Mechanisms For Estrogen-Dependent Myocardial Depressant Effect Of Ethanol Grant uri icon

abstract

  • While acute ethanol (in male animals) or estrogen (E2) elicits cardioprotection, their combination causes myocardial depression in female rats. Despite progress made during the previous award, the molecular mechanisms for this problem remain unresolved. We hypothesize that E2-mediated accumulation of ethanol-derived acetaldehyde (ACA) creates environment conducive to paradoxical transformation of E2 into a pro-inflammatory hormone. We will focus on myocardial catalase and aldehyde dehydrogenase 2 (ALDH2) because they mediate E2 cardioprotection and regulate myocardial ethanol-derived ACA balance. First, in presence of E2, higher catalytic activity of myocardial catalase could result in higher ethanol-derived ACA and other cytotoxic aldehydes. Second, ability of mitochondrial ALDH2 to detoxify these cytotoxic aldehydes (reported in male rats) might be limited because of higher basal ALDH2 activity in female rats. Subsequently, accumulated cytotoxic aldehydes will induce oxidative stress and cause myocardial dysfunction. We further hypothesize that E2 mediates these cellular effects via nongenomic estrogen receptor (ER) signaling. To test our novel hypotheses, we will employ a multidisciplinary approach that encompasses integrative, cellular, signal transduction and pharmacological studies to address the following inter-related specific aims. Aim 1 studies will test the hypothesis that enhancement of nongenomic rapid ER-alpha signaling mediates ethanol-evoked oxidative stress and myocardial depression in female rats. Aim 2 studies will elucidate the role of ACA generating (ADH, catalase) and aldehyde detoxifying (ALDH2) enzymes in the E2-dependent oxidative stress and myocardial depression caused by ethanol. Aim 3 studies will test the novel hypothesis that ethanol/ACA-evoked eNOS uncoupling creates a microenvironment conducive to paradoxical transformation of E2 into proinflammatory hormone in the myocardium and vasculature.
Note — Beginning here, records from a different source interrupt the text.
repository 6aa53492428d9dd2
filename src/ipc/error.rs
use serde_json::json;

pub fn ok(id: &str, result: serde_json::Value) -> serde_json::Value {
    json!({
        "id": id,
        "ok": true,
        "result": result
    })
}

pub fn err(
    id: &str,
    code: &str,
    message: impl Into<String>,
    details: Option<serde_json::Value>,
) -> serde_json::Value {
    let mut error = json!({
        "code": code,
        "message": message.into(),
    });
    if let Some(d) = details {
        error["details"] = d;
    }
    json!({
        "id": id,
        "ok": false,
        "error": error,
    })
}
use crate::ipc::error::ok;
use crate::ipc::helpers::{
    new_id, now_rfc3339, require_store, required_str, resolve_actor, write_failed,
};
use crate::ipc::types::{AppState, Request};
use crate::store::Collection;
use serde_json::{json, Value};

/// Demo upload: only metadata is kept and the returned url is synthetic.
/// Callers must not treat these references as durable.
fn handle_upload(state: &mut AppState, req: &Request) -> serde_json::Value {
    let actor = match resolve_actor(state, &req.params) {
        Ok(a) => a,
        Err(e) => return e.response(&req.id),
    };
    let out = require_store(state).and_then(|store| {
        let name = required_str(&req.params, "name")?;
        let id = new_id();
        let record = json!({
            "id": id,
            "name": name,
            "size": req.params.get("size").and_then(Value::as_i64),
            "mimeType": req.params.get("mimeType").and_then(Value::as_str),
            "url": format!("local://uploads/{id}"),
            "uploadedBy": actor.id,
            "uploadedAt": now_rfc3339(),
        });
        store
            .add(Collection::UploadedFiles, record.clone())
            .map_err(write_failed)?;
        Ok(record)
    });
    match out {
        Ok(file) => {
            let url = file.get("url").cloned().unwrap_or(Value::Null);
            ok(&req.id, json!({ "url": url, "file": file }))
        }
        Err(e) => e.response(&req.id),
    }
}

fn handle_delete(state: &mut AppState, req: &Request) -> serde_json::Value {
    let actor = resolve_actor(state, &req.params);
    if let Err(e) = actor {
        return e.response(&req.id);
    }
    let out = require_store(state).and_then(|store| {
        let url = required_str(&req.params, "url")?;
        let file_id = store
            .collection(Collection::UploadedFiles)
            .into_iter()
            .find(|f| f.get("url").and_then(Value::as_str) == Some(url.as_str()))
            .and_then(|f| f.get("id").and_then(Value::as_str).map(str::to_string));
        match file_id {
            Some(id) => store
                .remove(Collection::UploadedFiles, &id)
                .map_err(write_failed),
            None => Ok(false),
        }
    });
    match out {
        Ok(deleted) => ok(&req.id, json!({ "deleted": deleted })),
        Err(e) => e.response(&req.id),
    }
}

pub fn try_handle(state: &mut AppState, req: &Request) -> Option<serde_json::Value> {
    match req.method.as_str() {
        "files.upload" => Some(handle_upload(state, req)),
        "files.delete" => Some(handle_delete(state, req)),
        _ => None,
    }
}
These studies should further our understanding of the molecular mechanisms implicated in the E2-dependent myocardial dysfunction caused by acute alcohol consumption and will allow identification of novel targets for new interventions for the treatment/prevention of cardiovascular anomalies caused by alcohol in females.

date/time interval

  • April 2010 - February 2018